Size doesn't matter

Oct 03, 2014

Don’t just ask what big data can do for you; ask what you can do for your data.

Why big data can actually mean big problems in information security, why we tend to get lost when we're "getting high" (mathematically), and why it is far better to have the right data than to have big data.

Last night I set down with my friend Mark Grundland who is a data scientist, mathematician, and frankly one of the smartest and kindest human beings I ever encountered in my life. I showed Mark Alex Hutton slide deck from his RVAsec talk in 2013 called “Towards A Modern Approach To Risk Management” which he loved. When he reached the part of the deck where Alex was talking about “big data” and Hadoop he tried to explain to me what is the mathematical challenges of “big data”. After a minute or so I stopped him, asked him for permission to record it and here is a revised and enhanced transcript of his explanation:

Getting "high"

In any predictive analytics problem, it is far better to have the right data than to have simply more data. That is why big data is a problem and not a solution, at least not by itself, especially when big data essentially means that you measuring the behaviour of a complex dynamic system, over time, according to a large number of dimensions.

While it may be fundamentally accurate and comprehensive to have as many measurements as possible, very quickly when the number of dimensions exceeds a few dozens, it reaches a point when simply adding more dimensions (more types of distinct measurements to the dataset) makes the data more difficult to interpret without arbitrarily imposing some kind of summarization to present a seemingly more clearly meaningful perspective. Why? Because in high dimensions all data is sparse. It no longer makes sense to derive a probability distribution because the space in which the observations are being found is almost utterly empty.

In high dimensions, basic mathematical notions of angle and distance no longer work in the ways we normally take for granted, so our ability to make mathematically meaningful conclusions based on them breaks down. Consider a hypersphere, the region of space less than a given distance to a point at its centre. As the number of dimensions increases, the volume of a hypersphere approaches zero. That is why in high dimensions it is rare to find any points that are genuinely close to each other. As density becomes difficult to measure, how can we use the frequency of observed occurrence to assess probabilities? As the number of dimensions grows, the number of observations required to estimate their probability distribution grows exponentially. In high dimensions, even big data turns out to be far too small. Probability means very little in empty space. And yes, of course, statistics can always tells us a bedtime story, but it will be a story more about all the assumptions we religiously uphold rather than the data we actually observe, because in high dimensions there is often no way to connect the dots without assuming that we already know something of the structure of their pattern.
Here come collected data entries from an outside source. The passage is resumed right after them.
//! Flux analyses built on top of [`FluxProblem`](crate::optimize::FluxProblem)
use std::fmt::{Display, Formatter};

use serde::Serialize;
use thiserror::Error;

use crate::metabolic::model::GprError;
use crate::optimize::{OptimizationStatus, ProblemError};

pub mod deletion;
pub mod fba;
pub mod fva;

pub use deletion::{
    double_gene_deletion, double_reaction_deletion, single_gene_deletion,
    single_reaction_deletion, DeletionRow,
};
pub use fba::fba;
pub use fva::{flux_variability_analysis, FvaRow};

/// Errors raised while running an analysis
#[derive(Debug, Clone, Error, PartialEq)]
pub enum AnalysisError {
    #[error("fraction_of_optimum must be between 0 and 1, got {0}")]
    InvalidFraction(f64),
    #[error("No Objective Function is set for the model.")]
    NoObjective,
    #[error("Reaction '{0}' not found in model.")]
    ReactionNotFound(String),
    #[error("Gene '{0}' not found in model.")]
    GeneNotFound(String),
    #[error("Optimization of the objective failed with status {0}")]
    OptimizationFailed(OptimizationStatus),
    #[error(transparent)]
    Problem(#[from] ProblemError),
    #[error(transparent)]
    Gpr(#[from] GprError),
}

/// Set of ids knocked out together, shown as `{a, b}`
#[derive(Debug, Clone, PartialEq, Eq, Serialize)]
#[serde(transparent)]
pub struct IdSet(pub Vec<String>);

impl Display for IdSet {
    fn fmt(&self, f: &mut Formatter<'_>) -> std::fmt::Result {
        write!(f, "{{{}}}", self.0.join(", "))
    }
}
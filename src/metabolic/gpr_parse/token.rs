//! Module providing Token struct for lexing

/// Represents Tokens in GPR
#[derive(Debug, PartialEq, Clone, Eq, Hash)]
pub enum Token {
    Identifier(String),
    And,
    Or,
    Not,
    LeftParen,
    RightParen,
    Eof,
}
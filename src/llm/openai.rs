// src/llm/openai.rs

use crate::config::{Config, LlmProvider};
use crate::error::Result;
use crate::llm::openai_compatible as common_client;
use crate::llm::{require_api_key, ChatMessage};
use anyhow::Context;
use reqwest::Client;
use tracing::instrument;

#[instrument(skip(client, config, messages))]
pub async fn chat(client: &Client, config: &Config, messages: &[ChatMessage]) -> Result<String> {
    let api_key = require_api_key(config, LlmProvider::OpenAi)?;
    common_client::chat(
        client,
        api_key,
        &config.openai_api_base_url,
        &config.default_openai_model,
        messages,
    )
    .await
    .context("OpenAI API chat call failed")
}

#[instrument(skip(client, config))]
pub async fn list_models(client: &Client, config: &Config) -> Result<Vec<String>> {
    let api_key = require_api_key(config, LlmProvider::OpenAi)?;
    let models = common_client::list_models(client, api_key, &config.openai_api_base_url)
        .await
        .context("OpenAI API list models call failed")?;
    // The listing also carries embedding, audio and image models
    Ok(models
        .into_iter()
        .filter(|m| m.starts_with("gpt") || m.starts_with('o'))
        .collect())
}

#[instrument(skip(client, config))]
pub async fn check_connection(client: &Client, config: &Config) -> Result<()> {
    let api_key = require_api_key(config, LlmProvider::OpenAi)?;
    common_client::check_connection(client, api_key, &config.openai_api_base_url)
        .await
        .context("OpenAI API connection check failed")
}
Similarly, in high dimensions, many of the common mathematical tools that we have to describe whether two things are alike or different simply no longer apply. What we are left with, if we want to create meaningful measures of distance and of similarity between data points, which are measured according to a great number of features, is that we have to recognize that in this high dimensional space in which we capture the measurements there is a much lower dimensional manifold – meaning a surface area, a region, where most of the observations typically occur. Only in this low dimensional manifold we can actually bring similar things to be closer together and different things to be further apart.

When we measure a data point in more ways what becomes ever more crucial is not “in how many ways I can measure a data point” but how you take all these ways and summaries these individual measurements into a form you can understand. Some of these summarizations can be made based on understanding the problem domain, which is often a preferable approach. Otherwise these summarizations to a certain degree at least can be made by examining the distribution of the data points you observed so far, doing a more or less sophisticated version of principle component analysis. What you want to do is to capture as much of the variability in as few measurements as possible. It would be very good if what you wanted to do were to understand the mean, which means – what typical observation are like.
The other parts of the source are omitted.